There's a common perception in the United States that the millennial generation is bad with money. Many older Americans seem to think millennials do a bad job of budgeting, can't save money, and are destined to fail at long-term savings goals like retirement.

However, that may all be 100% wrong. Millennials may be as good as or even better than the older generations at managing their finances, according to the recent Better Money Habits Millennial Report from Bank of America. Here's the reality of millennials' financial lives, and why the generation may not be destined for a "retirement crisis" as many would have you believe.

Group of millennials in conversation sitting at a table with food and drink.

Image source: Getty Images.

Millennials believe the negative stereotypes

The exact definition of a millennial depends on whom you're asking, but it is generally thought of as the generation born between 1980 and 1995, or those between 23 and 38 years old in 2018.

It's not just the older generations who think millennials are bad with money. Millennials tend to believe the negative stereotypes about themselves as well. Seventy-five percent of millennials say that their generation overspends compared with other generations, and 64% of millennials say their generation isn't good at managing money.

Millennials are saving and budgeting

Despite the negative stereotypes about the "broke millennial," it seems that the millennial generation is actually doing a good job of saving and budgeting.

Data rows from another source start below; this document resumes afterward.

//! Encrypted, append-only sensor reading log.
//!
//! The whole log is one envelope whose plaintext is the JSON array of every
//! reading appended so far. Each append decrypts, extends, re-encrypts and
//! atomically replaces the file: O(n) per append, which is fine for the
//! on-device volumes this log holds.

use std::{
    path::{Path, PathBuf},
    sync::Arc,
};

use async_trait::async_trait;
use canvas_core::{
    sensors::{SensorLog, SensorReading},
    storage::{ReadPolicy, StorageError},
};
use canvas_storage::{atomic, envelope::EnvelopeCodec, key_provider::KeyProvider};
use tokio::sync::Mutex;
use tracing::{debug, instrument, warn};

/// File name of the log inside its directory.
pub const LOG_FILE_NAME: &str = "sensor_data.encrypted";

/// Sensor log persisted as a single encrypted file.
///
/// Mutations hold `state` for their whole load-mutate-persist cycle, so
/// concurrent appends on one instance never lose updates. Readers go straight
/// to disk; commits are atomic renames, so they always see a complete file.
pub struct EncryptedSensorLog<P: KeyProvider> {
    path: PathBuf,
    codec: Arc<EnvelopeCodec<P>>,
    policy: ReadPolicy,
    state: Mutex<LogState>,
}

#[derive(Debug, Default)]
struct LogState {
    /// Count as of the last load or commit made through this instance.
    cached_count: Option<usize>,
}

impl<P: KeyProvider> EncryptedSensorLog<P> {
    /// Log stored at `<dir>/sensor_data.encrypted`.
    pub fn new(dir: impl AsRef<Path>, codec: Arc<EnvelopeCodec<P>>) -> Self {
        Self {
            path: dir.as_ref().join(LOG_FILE_NAME),
            codec,
            policy: ReadPolicy::default(),
            state: Mutex::new(LogState::default()),
        }
    }

    pub fn with_policy(mut self, policy: ReadPolicy) -> Self {
        self.policy = policy;
        self
    }

    pub fn path(&self) -> &Path {
        &self.path
    }

    /// Remove staging files left behind by an interrupted append.
    pub fn recover(&self) -> Result<usize, StorageError> {
        match self.path.parent() {
            Some(dir) => Ok(atomic::sweep_staging(dir)?),
            None => Ok(0),
        }
    }

    /// One decrypt, one rewrite, however many readings are added.
    async fn extend(&self, batch: Vec<SensorReading>) -> Result<usize, StorageError> {
        let mut state = self.state.lock().await;
        // Never rewrite over a log we could not read, whatever the read policy.
        let mut readings = self.read(ReadPolicy::Strict).await?;
        let added = batch.len();
        readings.extend(batch);

        let envelope = self.codec.encrypt_json(&readings).await?;
        atomic::write_atomic(&self.path, &envelope)?;

        state.cached_count = Some(readings.len());
        debug!(added, count = readings.len(), "appended readings");
        Ok(readings.len())
    }

    async fn read(&self, policy: ReadPolicy) -> Result<Vec<SensorReading>, StorageError> {
        let Some(envelope) = atomic::read_if_exists(&self.path)? else {
            return Ok(Vec::new());
        };

        match self.codec.decrypt_json(&envelope).await {
            Ok(readings) => Ok(readings),
            Err(err) if err.is_corruption() => match policy {
                ReadPolicy::Strict => Err(StorageError::Corrupted {
                    path: self.path.clone(),
                    source: Box::new(err),
                }),
                ReadPolicy::Lenient => {
                    warn!(
                        path = %self.path.display(),
                        error = %err,
                        "sensor log unreadable; treating as empty"
                    );
                    Ok(Vec::new())
                }
            },
            Err(err) => Err(err),
        }
    }
}

#[async_trait]
impl<P: KeyProvider> SensorLog for EncryptedSensorLog<P> {
    #[instrument(skip_all, fields(reading = %reading.id))]
    async fn append(&self, reading: SensorReading) -> Result<usize, StorageError> {
        self.extend(vec![reading]).await
    }

    #[instrument(skip_all, fields(readings = readings.len()))]
    async fn append_all(&self, readings: Vec<SensorReading>) -> Result<usize, StorageError> {
        self.extend(readings).await
    }

    #[instrument(skip_all)]
    async fn load_all(&self) -> Result<Vec<SensorReading>, StorageError> {
        self.read(self.policy).await
    }

    #[instrument(skip_all)]
    async fn clear_all(&self) -> Result<(), StorageError> {
        let mut state = self.state.lock().await;
        if atomic::remove_if_exists(&self.path)? {
            debug!(path = %self.path.display(), "cleared sensor log");
        }
        state.cached_count = Some(0);
        Ok(())
    }

    async fn count(&self) -> Result<usize, StorageError> {
        let mut state = self.state.lock().await;
        if let Some(count) = state.cached_count {
            return Ok(count);
        }
        let count = self.read(self.policy).await?.len();
        state.cached_count = Some(count);
        Ok(count)
    }
}
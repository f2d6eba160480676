use serde::{Deserialize, Serialize};

use crate::search::{PageFetcher, SearchHit, SearchProvider};

#[derive(Debug, Clone, PartialEq, Eq, Serialize, Deserialize)]
pub struct WebSearchResult {
    pub title: String,
    pub url: String,
    pub snippet: String,
    /// Readable text of the page; `null` when the page could not be fetched.
    pub full_markdown: Option<String>,
}

#[derive(Debug, Clone, Default, PartialEq, Eq, Serialize, Deserialize)]
pub struct WebSearchResults {
    pub results: Vec<WebSearchResult>,
}

/// Searches, then fetches each complete hit's page in order.
///
/// A search failure yields no results. Hits missing a title, URL, or snippet
/// are dropped; a failed page fetch only nulls that entry's `full_markdown`.
pub async fn web_search(
    search: &dyn SearchProvider,
    pages: &dyn PageFetcher,
    query: &str,
    max_results: usize,
) -> WebSearchResults {
    tracing::info!(phase = "tool", tool_name = "web_search", query, max_results, "searching");

    let hits = match search.search(query, max_results).await {
        Ok(hits) => hits,
        Err(error) => {
            tracing::warn!(
                phase = "tool",
                event = "search_failure",
                tool_name = "web_search",
                query,
                error_kind = ?error.kind,
                error = %error
            );
            return WebSearchResults::default();
        }
    };

    let mut results = Vec::new();
    for hit in hits {
        if results.len() == max_results {
            break;
        }

        let (title, url, snippet) = match hit {
            SearchHit {
                title: Some(title),
                url: Some(url),
                snippet: Some(snippet),
            } => (title, url, snippet),
            incomplete => {
                tracing::warn!(
                    phase = "tool",
                    event = "incomplete_hit_skipped",
                    tool_name = "web_search",
                    hit = ?incomplete
                );
                continue;
            }
        };

        let full_markdown = match pages.fetch_text(&url).await {
            Ok(text) => Some(text),
            Err(error) => {
                tracing::warn!(
                    phase = "tool",
                    event = "page_fetch_failure",
                    tool_name = "web_search",
                    url = %url,
                    error_kind = ?error.kind,
                    error = %error
                );
                None
            }
        };

        results.push(WebSearchResult {
            title,
            url,
            snippet,
            full_markdown,
        });
    }

    tracing::info!(
        phase = "tool",
        tool_name = "web_search",
        returned = results.len(),
        "search finished"
    );
    WebSearchResults { results }
}
use crate::market::{
    DividendHistory, FinancialStatements, MarketDataProvider, PriceBar, PriceTargets,
    RecommendationRow, SectorInfo,
};
use crate::{SourceError, ToolReply};

const SUMMARY_PERIODS: usize = 5;

fn normalize(ticker: &str) -> String {
    ticker.trim().to_uppercase()
}

fn contain<T>(tool: &'static str, ticker: &str, result: Result<T, SourceError>) -> ToolReply<T> {
    if let Err(error) = &result {
        tracing::warn!(
            phase = "tool",
            event = "upstream_failure",
            tool_name = tool,
            ticker,
            error_kind = ?error.kind,
            error = %error
        );
    }
    ToolReply::from_result(result)
}

/// Renders the latest bar as the multi-line summary text.
pub fn summary_text(ticker: &str, bar: &PriceBar) -> String {
    format!(
        "{ticker} Summary:\nClose Price: ${:.2}\nVolume: {}\nDate: {}\n",
        bar.close,
        bar.volume,
        bar.date.format("%Y-%m-%d")
    )
}

pub async fn stock_summary(market: &dyn MarketDataProvider, ticker: &str) -> ToolReply<String> {
    let symbol = normalize(ticker);
    let history = market.recent_history(&symbol, SUMMARY_PERIODS).await;

    contain("stock_summary", &symbol, history).map(|bars| match bars.last() {
        Some(bar) => summary_text(&symbol, bar),
        None => format!("No recent data found for {symbol}."),
    })
}

pub async fn analyst_price_targets(
    market: &dyn MarketDataProvider,
    ticker: &str,
) -> ToolReply<PriceTargets> {
    let symbol = normalize(ticker);
    let targets = market.price_targets(&symbol).await;
    contain("analyst_price_targets", &symbol, targets)
}

pub async fn analyst_recommendations(
    market: &dyn MarketDataProvider,
    ticker: &str,
) -> ToolReply<Vec<RecommendationRow>> {
    let symbol = normalize(ticker);
    let rows = market.recommendations(&symbol).await;
    contain("analyst_recommendations", &symbol, rows)
}

pub async fn dividend_history(
    market: &dyn MarketDataProvider,
    ticker: &str,
) -> ToolReply<DividendHistory> {
    let symbol = normalize(ticker);
    let dividends = market.dividends(&symbol).await;
    contain("dividend_history", &symbol, dividends)
}

pub async fn sector_info(market: &dyn MarketDataProvider, ticker: &str) -> ToolReply<SectorInfo> {
    let symbol = normalize(ticker);
    let info = market.sector_info(&symbol).await;
    contain("sector_info", &symbol, info)
}

pub async fn financial_statements(
    market: &dyn MarketDataProvider,
    ticker: &str,
) -> ToolReply<FinancialStatements> {
    let symbol = normalize(ticker);
    let statements = market.financial_statements(&symbol).await;
    contain("financial_statements", &symbol, statements)
}
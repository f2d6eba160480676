use std::fmt;

macro_rules! string_key {
    ($(#[$meta:meta])* $name:ident) => {
        $(#[$meta])*
        #[derive(Debug, Clone, PartialEq, Eq, Hash, PartialOrd, Ord)]
        pub struct $name(String);

        impl $name {
            pub fn new(value: impl Into<String>) -> Self {
                Self(value.into())
            }

            pub fn as_str(&self) -> &str {
                &self.0
            }

            pub fn into_string(self) -> String {
                self.0
            }
        }

        impl fmt::Display for $name {
            fn fmt(&self, f: &mut fmt::Formatter<'_>) -> fmt::Result {
                f.write_str(&self.0)
            }
        }

        impl From<String> for $name {
            fn from(value: String) -> Self {
                Self(value)
            }
        }

        impl From<&str> for $name {
            fn from(value: &str) -> Self {
                Self(value.to_owned())
            }
        }

        impl AsRef<str> for $name {
            fn as_ref(&self) -> &str {
                &self.0
            }
        }
    };
}

string_key!(
    /// Key selecting one persisted conversation, e.g. `conversation_1`.
    SessionId
);

string_key!(
    /// Correlates the log lines of a single chat turn.
    TraceId
);
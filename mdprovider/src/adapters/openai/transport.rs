//! The seam between the OpenAI provider and the network.

use std::pin::Pin;

use async_stream::try_stream;
use futures_core::Stream;
use futures_util::StreamExt;
use reqwest::{Client, Response};

use crate::{ProviderError, ProviderFuture, SecretString};

use super::sse::{SseDecoder, SseFrame};
use super::wire::{ChatCompletion, ChatCompletionChunk, ChatCompletionRequest, error_message};

pub const DEFAULT_BASE_URL: &str = "https://api.openai.com/v1";

pub type ChunkStream<'a> =
    Pin<Box<dyn Stream<Item = Result<ChatCompletionChunk, ProviderError>> + Send + 'a>>;

/// Sends Chat Completions requests. Implementations report failures as
/// classified [`ProviderError`]s so the provider can decide on retries.
pub trait OpenAiTransport: Send + Sync + std::fmt::Debug {
    fn complete<'a>(
        &'a self,
        request: ChatCompletionRequest,
        api_key: SecretString,
    ) -> ProviderFuture<'a, Result<ChatCompletion, ProviderError>>;

    fn stream<'a>(
        &'a self,
        request: ChatCompletionRequest,
        api_key: SecretString,
    ) -> ProviderFuture<'a, Result<ChunkStream<'a>, ProviderError>>;
}

#[derive(Debug, Clone)]
pub struct OpenAiHttpTransport {
    client: Client,
    base_url: String,
}

impl OpenAiHttpTransport {
    pub fn new(client: Client) -> Self {
        Self {
            client,
            base_url: DEFAULT_BASE_URL.to_string(),
        }
    }

    /// Points the transport at any Chat Completions compatible endpoint.
    pub fn with_base_url(mut self, base_url: impl Into<String>) -> Self {
        self.base_url = base_url.into();
        self
    }

    pub fn completions_url(&self) -> String {
        format!("{}/chat/completions", self.base_url.trim_end_matches('/'))
    }

    async fn send(
        &self,
        request: &ChatCompletionRequest,
        api_key: &SecretString,
    ) -> Result<Response, ProviderError> {
        let response = self
            .client
            .post(self.completions_url())
            .bearer_auth(api_key.expose())
            .json(request)
            .send()
            .await
            .map_err(|err| {
                if err.is_timeout() {
                    ProviderError::timeout(err.to_string())
                } else {
                    ProviderError::transport(err.to_string())
                }
            })?;

        let status = response.status();
        if status.is_success() {
            return Ok(response);
        }

        let body = response.text().await.unwrap_or_default();
        let message = error_message(&body)
            .unwrap_or_else(|| format!("chat completion failed with HTTP {status}"));
        Err(ProviderError::from_status(status.as_u16(), message))
    }
}

impl OpenAiTransport for OpenAiHttpTransport {
    fn complete<'a>(
        &'a self,
        request: ChatCompletionRequest,
        api_key: SecretString,
    ) -> ProviderFuture<'a, Result<ChatCompletion, ProviderError>> {
        Box::pin(async move {
            self.send(&request, &api_key)
                .await?
                .json::<ChatCompletion>()
                .await
                .map_err(|err| ProviderError::transport(format!("malformed completion: {err}")))
        })
    }

    fn stream<'a>(
        &'a self,
        mut request: ChatCompletionRequest,
        api_key: SecretString,
    ) -> ProviderFuture<'a, Result<ChunkStream<'a>, ProviderError>> {
        Box::pin(async move {
            request.stream = true;
            let response = self.send(&request, &api_key).await?;

            let chunks = try_stream! {
                let mut body = response.bytes_stream();
                let mut decoder = SseDecoder::default();

                'read: while let Some(bytes) = body.next().await {
                    let bytes = bytes.map_err(|err| ProviderError::transport(err.to_string()))?;
                    for frame in decoder.push(&bytes)? {
                        match frame {
                            SseFrame::Done => break 'read,
                            SseFrame::Data(data) => {
                                let chunk = serde_json::from_str::<ChatCompletionChunk>(&data)
                                    .map_err(|err| {
                                        ProviderError::transport(format!("malformed stream chunk: {err}"))
                                    })?;
                                yield chunk;
                            }
                        }
                    }
                }
            };

            Ok(Box::pin(chunks) as ChunkStream<'a>)
        })
    }
}
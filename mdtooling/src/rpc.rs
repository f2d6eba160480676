//! JSON-RPC 2.0 envelopes and the MCP method payloads exchanged between the
//! registry and the agent.
//!
//! ```rust
//! use serde_json::json;
//! use mdtooling::ToolOutput;
//! use mdtooling::rpc::{CallToolResult, RpcRequest, methods};
//!
//! let request = RpcRequest::new(1, methods::TOOLS_CALL, Some(json!({"name": "sector_info"})));
//! assert_eq!(request.jsonrpc, "2.0");
//!
//! let result = CallToolResult::from_output(&ToolOutput::success(json!({"sector": "Energy"})));
//! assert_eq!(result.into_output(), ToolOutput::success(json!({"sector": "Energy"})));
//! ```

use serde::{Deserialize, Serialize};
use serde_json::{Map, Value};

use crate::ToolOutput;

pub const JSONRPC_VERSION: &str = "2.0";
pub const PROTOCOL_VERSION: &str = "2025-03-26";

pub mod methods {
    pub const INITIALIZE: &str = "initialize";
    pub const INITIALIZED: &str = "notifications/initialized";
    pub const PING: &str = "ping";
    pub const TOOLS_LIST: &str = "tools/list";
    pub const TOOLS_CALL: &str = "tools/call";
    pub const PROMPTS_LIST: &str = "prompts/list";
    pub const PROMPTS_GET: &str = "prompts/get";
}

/// Standard JSON-RPC error codes.
pub mod error_codes {
    pub const PARSE_ERROR: i64 = -32700;
    pub const INVALID_REQUEST: i64 = -32600;
    pub const METHOD_NOT_FOUND: i64 = -32601;
    pub const INVALID_PARAMS: i64 = -32602;
    pub const INTERNAL_ERROR: i64 = -32603;
}

#[derive(Debug, Clone, PartialEq, Serialize, Deserialize)]
pub struct RpcRequest {
    pub jsonrpc: String,
    /// Absent for notifications, which receive no response.
    #[serde(default, skip_serializing_if = "Option::is_none")]
    pub id: Option<Value>,
    pub method: String,
    #[serde(default, skip_serializing_if = "Option::is_none")]
    pub params: Option<Value>,
}

impl RpcRequest {
    pub fn new(id: u64, method: &str, params: Option<Value>) -> Self {
        Self {
            jsonrpc: JSONRPC_VERSION.to_string(),
            id: Some(Value::from(id)),
            method: method.to_string(),
            params,
        }
    }

    pub fn notification(method: &str) -> Self {
        Self {
            jsonrpc: JSONRPC_VERSION.to_string(),
            id: None,
            method: method.to_string(),
            params: None,
        }
    }

    pub fn is_notification(&self) -> bool {
        self.id.is_none()
    }
}

#[derive(Debug, Clone, PartialEq, Serialize, Deserialize)]
pub struct RpcResponse {
    pub jsonrpc: String,
    pub id: Value,
    #[serde(default, skip_serializing_if = "Option::is_none")]
    pub result: Option<Value>,
    #[serde(default, skip_serializing_if = "Option::is_none")]
    pub error: Option<RpcError>,
}

impl RpcResponse {
    pub fn success(id: Value, result: Value) -> Self {
        Self {
            jsonrpc: JSONRPC_VERSION.to_string(),
            id,
            result: Some(result),
            error: None,
        }
    }

    pub fn error(id: Value, code: i64, message: impl Into<String>) -> Self {
        Self {
            jsonrpc: JSONRPC_VERSION.to_string(),
            id,
            result: None,
            error: Some(RpcError {
                code,
                message: message.into(),
                data: None,
            }),
        }
    }

    pub fn is_error(&self) -> bool {
        self.error.is_some()
    }
}

#[derive(Debug, Clone, PartialEq, Serialize, Deserialize)]
pub struct RpcError {
    pub code: i64,
    pub message: String,
    #[serde(default, skip_serializing_if = "Option::is_none")]
    pub data: Option<Value>,
}

#[derive(Debug, Clone, PartialEq, Serialize, Deserialize)]
pub struct ContentBlock {
    #[serde(rename = "type")]
    pub kind: String,
    pub text: String,
}

impl ContentBlock {
    pub fn text(text: impl Into<String>) -> Self {
        Self {
            kind: "text".to_string(),
            text: text.into(),
        }
    }
}

#[derive(Debug, Clone, PartialEq, Serialize, Deserialize)]
pub struct CallToolParams {
    pub name: String,
    #[serde(default)]
    pub arguments: Map<String, Value>,
}

#[derive(Debug, Clone, PartialEq, Serialize, Deserialize)]
#[serde(rename_all = "camelCase")]
pub struct CallToolResult {
    pub content: Vec<ContentBlock>,
    #[serde(default, skip_serializing_if = "Option::is_none")]
    pub structured_content: Option<Value>,
    #[serde(default)]
    pub is_error: bool,
}

impl CallToolResult {
    pub fn from_output(output: &ToolOutput) -> Self {
        Self {
            content: vec![ContentBlock::text(output.render())],
            structured_content: Some(output.value.clone()),
            is_error: output.is_error,
        }
    }

    /// Prefers the structured value; servers that only send text blocks yield
    /// their concatenated text.
    pub fn into_output(self) -> ToolOutput {
        let value = match self.structured_content {
            Some(value) => value,
            None => Value::String(
                self.content
                    .into_iter()
                    .map(|block| block.text)
                    .collect::<Vec<_>>()
                    .join("\n"),
            ),
        };

        ToolOutput {
            value,
            is_error: self.is_error,
        }
    }
}

#[derive(Debug, Clone, PartialEq, Serialize, Deserialize)]
pub struct PromptArgument {
    pub name: String,
    pub description: String,
    pub required: bool,
}

#[derive(Debug, Clone, PartialEq, Serialize, Deserialize)]
pub struct PromptDescriptor {
    pub name: String,
    pub description: String,
    pub arguments: Vec<PromptArgument>,
}

#[derive(Debug, Clone, PartialEq, Serialize, Deserialize)]
pub struct GetPromptParams {
    pub name: String,
    #[serde(default)]
    pub arguments: Map<String, Value>,
}

#[derive(Debug, Clone, PartialEq, Serialize, Deserialize)]
pub struct PromptMessage {
    pub role: String,
    pub content: ContentBlock,
}

#[derive(Debug, Clone, PartialEq, Serialize, Deserialize)]
pub struct GetPromptResult {
    pub description: String,
    pub messages: Vec<PromptMessage>,
}
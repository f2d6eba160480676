//! Errors raised by upstream data sources before the tool boundary contains them.

use std::error::Error;
use std::fmt::{Display, Formatter};

#[derive(Debug, Clone, Copy, PartialEq, Eq)]
pub enum SourceErrorKind {
    /// Connection failure or body read failure.
    Transport,
    Timeout,
    /// Upstream answered with a non-success status.
    Status,
    /// Upstream answered, but not in the expected shape.
    Decode,
    /// Upstream knows nothing about the requested symbol.
    NotFound,
}

#[derive(Debug, Clone, PartialEq, Eq)]
pub struct SourceError {
    pub kind: SourceErrorKind,
    pub message: String,
}

impl SourceError {
    pub fn new(kind: SourceErrorKind, message: impl Into<String>) -> Self {
        Self {
            kind,
            message: message.into(),
        }
    }

    pub fn transport(message: impl Into<String>) -> Self {
        Self::new(SourceErrorKind::Transport, message)
    }

    pub fn timeout(message: impl Into<String>) -> Self {
        Self::new(SourceErrorKind::Timeout, message)
    }

    pub fn status(status: u16, what: &str) -> Self {
        Self::new(
            SourceErrorKind::Status,
            format!("{what} returned HTTP {status}"),
        )
    }

    pub fn decode(message: impl Into<String>) -> Self {
        Self::new(SourceErrorKind::Decode, message)
    }

    pub fn not_found(message: impl Into<String>) -> Self {
        Self::new(SourceErrorKind::NotFound, message)
    }

    pub(crate) fn from_reqwest(err: reqwest::Error, what: &str) -> Self {
        if err.is_timeout() {
            Self::timeout(format!("{what} timed out: {err}"))
        } else if err.is_decode() {
            Self::decode(format!("{what} sent an unreadable body: {err}"))
        } else {
            Self::transport(format!("{what} request failed: {err}"))
        }
    }
}

/// Renders only the message; this text is what a caller sees in `{error}`.
impl Display for SourceError {
    fn fmt(&self, f: &mut Formatter<'_>) -> std::fmt::Result {
        f.write_str(&self.message)
    }
}

impl Error for SourceError {}
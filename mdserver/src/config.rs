//! Registry process configuration.
//!
//! Read from the environment once at start-up:
//! - `MDSERVER_HOST` - listen address. Defaults to `127.0.0.1`.
//! - `MDSERVER_PORT` - listen port. Defaults to `4200`.
//! - `MDSERVER_FETCH_TIMEOUT_SECS` - per-page fetch budget for `web_search`. Defaults to `10`.
//! - `MDSERVER_USER_AGENT` - user agent sent to upstream sites.

use std::error::Error;
use std::fmt::{Display, Formatter};
use std::time::Duration;

pub const DEFAULT_HOST: &str = "127.0.0.1";
pub const DEFAULT_PORT: u16 = 4200;
pub const DEFAULT_FETCH_TIMEOUT_SECS: u64 = 10;
pub const DEFAULT_USER_AGENT: &str = "Mozilla/5.0 (Macintosh; Intel Mac OS X 10_15_7) AppleWebKit/537.36 (KHTML, like Gecko) Chrome/120.0.0.0 Safari/537.36";

#[derive(Debug, Clone, PartialEq, Eq)]
pub enum ConfigError {
    InvalidValue { key: String, message: String },
}

impl ConfigError {
    pub fn invalid_value(key: impl Into<String>, message: impl Into<String>) -> Self {
        Self::InvalidValue {
            key: key.into(),
            message: message.into(),
        }
    }
}

impl Display for ConfigError {
    fn fmt(&self, f: &mut Formatter<'_>) -> std::fmt::Result {
        match self {
            Self::InvalidValue { key, message } => write!(f, "invalid value for {key}: {message}"),
        }
    }
}

impl Error for ConfigError {}

#[derive(Debug, Clone, PartialEq, Eq)]
pub struct ServerConfig {
    pub host: String,
    pub port: u16,
    pub fetch_timeout: Duration,
    pub user_agent: String,
}

impl Default for ServerConfig {
    fn default() -> Self {
        Self {
            host: DEFAULT_HOST.to_string(),
            port: DEFAULT_PORT,
            fetch_timeout: Duration::from_secs(DEFAULT_FETCH_TIMEOUT_SECS),
            user_agent: DEFAULT_USER_AGENT.to_string(),
        }
    }
}

impl ServerConfig {
    pub fn from_env() -> Result<Self, ConfigError> {
        Self::from_lookup(|key| std::env::var(key).ok())
    }

    /// Builds the configuration from an arbitrary key lookup.
    pub fn from_lookup<F>(lookup: F) -> Result<Self, ConfigError>
    where
        F: Fn(&str) -> Option<String>,
    {
        let defaults = Self::default();

        let host = lookup("MDSERVER_HOST")
            .filter(|value| !value.trim().is_empty())
            .unwrap_or(defaults.host);

        let port = lookup("MDSERVER_PORT")
            .map(|value| {
                value
                    .trim()
                    .parse::<u16>()
                    .map_err(|err| ConfigError::invalid_value("MDSERVER_PORT", err.to_string()))
            })
            .transpose()?
            .unwrap_or(defaults.port);

        let fetch_timeout = lookup("MDSERVER_FETCH_TIMEOUT_SECS")
            .map(|value| {
                value
                    .trim()
                    .parse::<u64>()
                    .map_err(|err| {
                        ConfigError::invalid_value("MDSERVER_FETCH_TIMEOUT_SECS", err.to_string())
                    })
                    .and_then(|secs| match secs {
                        0 => Err(ConfigError::invalid_value(
                            "MDSERVER_FETCH_TIMEOUT_SECS",
                            "must be at least 1",
                        )),
                        secs => Ok(Duration::from_secs(secs)),
                    })
            })
            .transpose()?
            .unwrap_or(defaults.fetch_timeout);

        let user_agent = lookup("MDSERVER_USER_AGENT")
            .filter(|value| !value.trim().is_empty())
            .unwrap_or(defaults.user_agent);

        Ok(Self {
            host,
            port,
            fetch_timeout,
            user_agent,
        })
    }

    pub fn bind_address(&self) -> String {
        format!("{}:{}", self.host, self.port)
    }
}
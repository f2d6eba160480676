//! Backend seam plus the process-local backend.

use std::collections::BTreeMap;
use std::path::PathBuf;
use std::sync::{Arc, Mutex};

use mdcommon::{BoxFuture, SessionId};
use mdprovider::Message;

use crate::error::MemoryError;
use crate::sqlite::SqliteBackend;

/// Append-only transcripts keyed by session id.
pub trait TranscriptBackend: Send + Sync {
    /// Every message of the session in append order; unknown sessions are empty.
    fn load<'a>(&'a self, session_id: &'a SessionId)
    -> BoxFuture<'a, Result<Vec<Message>, MemoryError>>;

    /// Appends all of `messages` or none of them.
    fn append<'a>(
        &'a self,
        session_id: &'a SessionId,
        messages: Vec<Message>,
    ) -> BoxFuture<'a, Result<(), MemoryError>>;

    /// Sessions holding at least one message, sorted by id.
    fn sessions(&self) -> BoxFuture<'_, Result<Vec<SessionId>, MemoryError>>;
}

#[derive(Debug, Clone, PartialEq, Eq, Default)]
pub enum BackendConfig {
    #[default]
    Volatile,
    Sqlite {
        path: PathBuf,
    },
}

pub fn open_backend(config: BackendConfig) -> Result<Arc<dyn TranscriptBackend>, MemoryError> {
    let backend: Arc<dyn TranscriptBackend> = match config {
        BackendConfig::Volatile => Arc::new(VolatileBackend::default()),
        BackendConfig::Sqlite { path } => Arc::new(SqliteBackend::open(path)?),
    };
    Ok(backend)
}

/// Keeps transcripts for the life of the process.
#[derive(Debug, Default)]
pub struct VolatileBackend {
    transcripts: Mutex<BTreeMap<SessionId, Vec<Message>>>,
}

impl VolatileBackend {
    fn with_transcripts<T>(
        &self,
        f: impl FnOnce(&mut BTreeMap<SessionId, Vec<Message>>) -> T,
    ) -> Result<T, MemoryError> {
        let mut transcripts = self
            .transcripts
            .lock()
            .map_err(|_| MemoryError::poisoned("volatile transcript"))?;
        Ok(f(&mut transcripts))
    }
}

impl TranscriptBackend for VolatileBackend {
    fn load<'a>(
        &'a self,
        session_id: &'a SessionId,
    ) -> BoxFuture<'a, Result<Vec<Message>, MemoryError>> {
        Box::pin(async move {
            self.with_transcripts(|all| all.get(session_id).cloned().unwrap_or_default())
        })
    }

    fn append<'a>(
        &'a self,
        session_id: &'a SessionId,
        messages: Vec<Message>,
    ) -> BoxFuture<'a, Result<(), MemoryError>> {
        Box::pin(async move {
            if messages.is_empty() {
                return Ok(());
            }
            self.with_transcripts(|all| {
                all.entry(session_id.clone()).or_default().extend(messages);
            })
        })
    }

    fn sessions(&self) -> BoxFuture<'_, Result<Vec<SessionId>, MemoryError>> {
        Box::pin(async move { self.with_transcripts(|all| all.keys().cloned().collect()) })
    }
}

In fact, 57% of millennials say they have a savings goal -- far better than Gen Xers or baby boomers, only 42% of whom have a savings goal in mind. Furthermore, 63% of millennials are actively saving money and 54% are budgeting. And contrary to the public perception, 59% of millennials feel financially secure, compared with 54% of Gen-Xers.

Roughly three-quarters of millennials who have a budget say they stick to it, and 67% millennials with a savings goal say they stick to it consistently.

Millennials are also the most likely generation to be "super-savers." Almost 30% of millennials with access to a 401(k) plan at work report contributing more than 15% of their salary to the plan -- far more than older generations, according to Bank of America Merrill Lynch's 2017 Workplace Benefits Report. And significantly fewer millennials say they need help saving for retirement, although they are the most eager to learn more about financial matters such as retirement and debt management.

Generation

% Contributing More Than 15% to 401(k)

% Who Say They Need Help Saving For Retirement

% Who Would Participate in Employer-Provided Financial Education

Millennials

29%

43%

92%

Generation X

24%

53%

89%

Baby boomers

18%

54%

76%

Data source: Bank of America Merrill Lynch 2017 Workplace Benefits Report.

This certainly makes sense, as millennials have lest trust in Social Security than the older generations and generally feel as though there won't be much there by the time they retire.

They're also more assertive when it comes to growing their incomes

In addition to being rather responsible about saving and budgeting, millennials are shaping up to be the most assertive generation when it comes to making sure their cash flow continues to get better.

In fact, 46% of millennials have asked for a raise within the past two years, as opposed to just 36% of Gen-Xers and 39% of baby boomers. And they're successful when they ask. Four out of five millennials who asked for a raise got one.

Millennial wealth could grow fast

The millennial generation, despite the public perception, could become one of the wealthiest yet. According to UBS, millennials could be worth a total of $24 trillion by 2020, thanks to a combination of entrepreneurial activities, inheritance, and generally higher incomes. We already discussed how millennials are the most likely to ask for raises, and it's also a fact that millennials launch businesses twice as often as baby boomers. In addition, the millennial generation is going to be the recipient of one of the largest intergenerational wealth transfers in history.

When you add higher-than-expected personal savings and investment rates into the mix, it's conceivable that UBS's $24 trillion figure could even prove to be too conservative.